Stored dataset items
┄┄┄┄┄┄┄┄┄┄

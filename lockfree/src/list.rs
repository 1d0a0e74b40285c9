//! Lock-free ordered singly-linked list.
//!
//! Nodes are ordered ascending by `sort_key`. Deletion is logical-then-
//! physical: a node is first marked by tagging its own `next` pointer
//! (crossbeam-epoch's tag bit is exactly the "marked pointer" of the
//! design), then unlinked from its predecessor by CAS, by whichever thread
//! next walks past it. `find`/`insert`/`delete` all take the list head (or
//! any bucket directory slot — see `bucket_directory`) as an explicit
//! `&Atomic<Node<T>>` parameter, and `find` returns a `Cursor` the caller
//! threads into the following `insert`/`delete` call. There is no shared,
//! process-wide cursor.

use std::cmp::Ordering::{Equal, Greater, Less};
use std::sync::atomic::Ordering;

use crossbeam_epoch::{unprotected, Atomic, Guard, Owned, Shared};

/// A node of the ordered list.
///
/// The list stores no payload: this crate backs a *set*, not a map, and the
/// `sort_key` alone (a reversed-bit encoding of either a user key or a
/// dummy bucket delimiter) is both the ordering key and the only piece of
/// state a node carries.
#[derive(Debug)]
pub struct Node<T> {
    sort_key: T,
    next: Atomic<Node<T>>,
}

impl<T: Copy> Node<T> {
    /// The node's sort key.
    pub fn sort_key(&self) -> T {
        self.sort_key
    }
}

/// A lock-free ordered list of `Node<T>`, sorted ascending by `sort_key`.
#[derive(Debug)]
pub struct List<T> {
    head: Atomic<Node<T>>,
}

impl<T> Default for List<T> {
    fn default() -> Self {
        Self::new()
    }
}

impl<T> List<T> {
    /// Creates an empty list.
    pub fn new() -> Self {
        Self {
            head: Atomic::null(),
        }
    }

    /// The list's own head pointer, usable as a `find`/`insert`/`delete`
    /// entry point like any bucket directory slot.
    pub fn head(&self) -> &Atomic<Node<T>> {
        &self.head
    }
}

impl<T> Drop for List<T> {
    fn drop(&mut self) {
        unsafe {
            let guard = unprotected();
            let mut curr = self.head.load(Ordering::Relaxed, guard);
            while !curr.is_null() {
                let owned = curr.into_owned();
                curr = owned.next.load(Ordering::Relaxed, guard);
            }
        }
    }
}

/// A cursor into the list: `prev` is the atomic slot (a predecessor's
/// `next`, the list's own head, or a bucket directory slot) that currently
/// points at `curr`.
pub struct Cursor<'g, T> {
    prev: &'g Atomic<Node<T>>,
    curr: Shared<'g, Node<T>>,
}

impl<'g, T> Cursor<'g, T> {
    /// The node the cursor currently refers to (null if at the end of the
    /// list).
    pub fn current(&self) -> Shared<'g, Node<T>> {
        self.curr
    }
}

/// Outcome of [`insert`]: either a brand-new node was published, or an
/// equal-keyed node was already present.
pub enum Inserted<'g, T> {
    Created(Shared<'g, Node<T>>),
    Existing(Shared<'g, Node<T>>),
}

impl<'g, T> Inserted<'g, T> {
    /// The node at the key regardless of whether it was just created.
    pub fn node(&self) -> Shared<'g, Node<T>> {
        match *self {
            Inserted::Created(n) | Inserted::Existing(n) => n,
        }
    }

    /// Whether this call actually published a new node.
    pub fn is_new(&self) -> bool {
        matches!(self, Inserted::Created(_))
    }
}

/// Walks `head` for the first node whose `sort_key >= key`, physically
/// unlinking any logically-deleted node along the way. Returns whether that
/// node's key equals `key`, plus a cursor usable by an immediately
/// following `insert`/`delete`.
///
/// This is the Harris/Michael find: unlinking a marked node is a single CAS
/// of the predecessor's `next`; on CAS failure the whole walk restarts from
/// `head` (a concurrent mutation invalidated `prev`).
pub fn find<'g, T: Ord>(
    head: &'g Atomic<Node<T>>,
    key: &T,
    guard: &'g Guard,
) -> (bool, Cursor<'g, T>) {
    loop {
        if let Ok(result) = find_once(head, key, guard) {
            return result;
        }
    }
}

fn find_once<'g, T: Ord>(
    head: &'g Atomic<Node<T>>,
    key: &T,
    guard: &'g Guard,
) -> Result<(bool, Cursor<'g, T>), ()> {
    let mut prev = head;
    let mut curr = prev.load(Ordering::Acquire, guard);

    loop {
        let curr_ref = match unsafe { curr.as_ref() } {
            None => return Ok((false, Cursor { prev, curr })),
            Some(n) => n,
        };

        let next = curr_ref.next.load(Ordering::Acquire, guard);
        if next.tag() == 0 {
            match curr_ref.sort_key.cmp(key) {
                Less => {
                    prev = &curr_ref.next;
                    curr = next;
                }
                Equal => return Ok((true, Cursor { prev, curr })),
                Greater => return Ok((false, Cursor { prev, curr })),
            }
        } else {
            // `curr` is logically deleted. Help unlink it, then keep going
            // from the same predecessor.
            let unmarked_next = next.with_tag(0);
            match prev.compare_exchange(curr, unmarked_next, Ordering::AcqRel, Ordering::Acquire, guard) {
                Ok(_) => {
                    unsafe { guard.defer_destroy(curr) };
                    curr = unmarked_next;
                }
                Err(_) => return Err(()),
            }
        }
    }
}

/// Inserts a node with the given `sort_key` into the list rooted at `head`.
/// Duplicate sort keys are never inserted; the existing node is returned
/// instead so callers (in particular the bucket directory, splicing in a
/// dummy that lost a race) can reuse it.
pub fn insert<'g, T: Ord + Copy>(
    head: &'g Atomic<Node<T>>,
    sort_key: T,
    guard: &'g Guard,
) -> Inserted<'g, T> {
    let mut node = Owned::new(Node {
        sort_key,
        next: Atomic::null(),
    });

    loop {
        let (found, cursor) = find(head, &sort_key, guard);
        if found {
            return Inserted::Existing(cursor.curr);
        }

        node.next.store(cursor.curr, Ordering::Relaxed);
        match cursor
            .prev
            .compare_exchange(cursor.curr, node, Ordering::AcqRel, Ordering::Acquire, guard)
        {
            Ok(published) => return Inserted::Created(published),
            Err(e) => node = e.new,
        }
    }
}

/// Removes the node with the given `sort_key`, if present. Returns whether
/// a node was removed.
///
/// Linearizes at the CAS that sets the deletion mark; the subsequent
/// physical unlink is best-effort (a losing CAS there just leaves the work
/// for the next traverser.
pub fn delete<'g, T: Ord + Copy>(head: &'g Atomic<Node<T>>, key: &T, guard: &'g Guard) -> bool {
    loop {
        let (found, cursor) = find(head, key, guard);
        if !found {
            return false;
        }

        let curr_ref = unsafe { cursor.curr.deref() };
        let next = curr_ref.next.load(Ordering::Acquire, guard);
        if next.tag() == 1 {
            // Someone else is deleting the same node; retry the find.
            continue;
        }

        let marked_next = next.with_tag(1);
        if curr_ref
            .next
            .compare_exchange(next, marked_next, Ordering::AcqRel, Ordering::Acquire, guard)
            .is_err()
        {
            continue;
        }

        if cursor
            .prev
            .compare_exchange(cursor.curr, next, Ordering::AcqRel, Ordering::Acquire, guard)
            .is_ok()
        {
            unsafe { guard.defer_destroy(cursor.curr) };
        } else {
            // Let the next traverser finish the physical unlink.
            let _ = find(head, key, guard);
        }
        return true;
    }
}

#[cfg(test)]
mod tests {
    use super::*;
    use crossbeam_epoch as epoch;

    #[test]
    fn insert_find_delete_roundtrip() {
        let list: List<u32> = List::new();
        let guard = epoch::pin();

        assert!(insert(list.head(), 5, &guard).is_new());
        assert!(!insert(list.head(), 5, &guard).is_new());

        let (found, _) = find(list.head(), &5, &guard);
        assert!(found);

        assert!(delete(list.head(), &5, &guard));
        let (found, _) = find(list.head(), &5, &guard);
        assert!(!found);
        assert!(!delete(list.head(), &5, &guard));
    }

    #[test]
    fn order_is_maintained() {
        let list: List<u32> = List::new();
        let guard = epoch::pin();
        for key in [9, 1, 5, 3, 7] {
            insert(list.head(), key, &guard);
        }

        let mut seen = Vec::new();
        let mut curr = list.head().load(Ordering::Acquire, &guard);
        while let Some(n) = unsafe { curr.as_ref() } {
            seen.push(n.sort_key());
            curr = n.next.load(Ordering::Acquire, &guard);
        }
        assert_eq!(seen, vec![1, 3, 5, 7, 9]);
    }

    #[test]
    fn concurrent_disjoint_inserts_converge() {
        use crossbeam_utils::thread;

        let list: List<u32> = List::new();
        thread::scope(|scope| {
            for t in 0..8u32 {
                let list = &list;
                scope.spawn(move |_| {
                    let guard = epoch::pin();
                    for i in 0..64u32 {
                        assert!(insert(list.head(), t * 64 + i, &guard).is_new());
                    }
                });
            }
        })
        .unwrap();

        let guard = epoch::pin();
        for key in 0..(8 * 64) {
            let (found, _) = find(list.head(), &key, &guard);
            assert!(found, "missing key {key}");
        }
    }

    #[test]
    fn randomized_insert_delete_matches_a_btreeset_model() {
        use rand::rngs::StdRng;
        use rand::{Rng, SeedableRng};
        use std::collections::BTreeSet;

        let list: List<u32> = List::new();
        let mut model = BTreeSet::new();
        let mut rng = StdRng::seed_from_u64(42);
        let guard = epoch::pin();

        for _ in 0..2000 {
            let key = rng.gen_range(0..500u32);
            if rng.gen_bool(0.5) {
                assert_eq!(insert(list.head(), key, &guard).is_new(), model.insert(key));
            } else {
                assert_eq!(delete(list.head(), &key, &guard), model.remove(&key));
            }
        }

        let mut seen = Vec::new();
        let mut curr = list.head().load(Ordering::Acquire, &guard);
        while let Some(n) = unsafe { curr.as_ref() } {
            seen.push(n.sort_key());
            curr = n.next.load(Ordering::Acquire, &guard);
        }
        assert_eq!(seen, model.into_iter().collect::<Vec<_>>());
    }
}

#[cfg(feature = "check-loom")]
mod loom_tests {
    use super::*;

    #[test]
    fn two_threads_insert_disjoint_keys() {
        loom::model(|| {
            let list = std::sync::Arc::new(List::<u32>::new());
            let a = {
                let list = list.clone();
                loom::thread::spawn(move || {
                    let guard = crossbeam_epoch::pin();
                    insert(list.head(), 1, &guard).is_new()
                })
            };
            let b = {
                let list = list.clone();
                loom::thread::spawn(move || {
                    let guard = crossbeam_epoch::pin();
                    insert(list.head(), 2, &guard).is_new()
                })
            };
            assert!(a.join().unwrap());
            assert!(b.join().unwrap());

            let guard = crossbeam_epoch::pin();
            assert!(find(list.head(), &1, &guard).0);
            assert!(find(list.head(), &2, &guard).0);
        });
    }
}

┄┄┄┄┄┄┄┄┄┄

# WHAT IS NEEDED:
Scan the entries above for the word "struct", then copy every line in which it occurs.

# SOLVED EXERCISE:
pub struct Node<T> {
pub struct List<T> {
pub struct Cursor<'g, T> {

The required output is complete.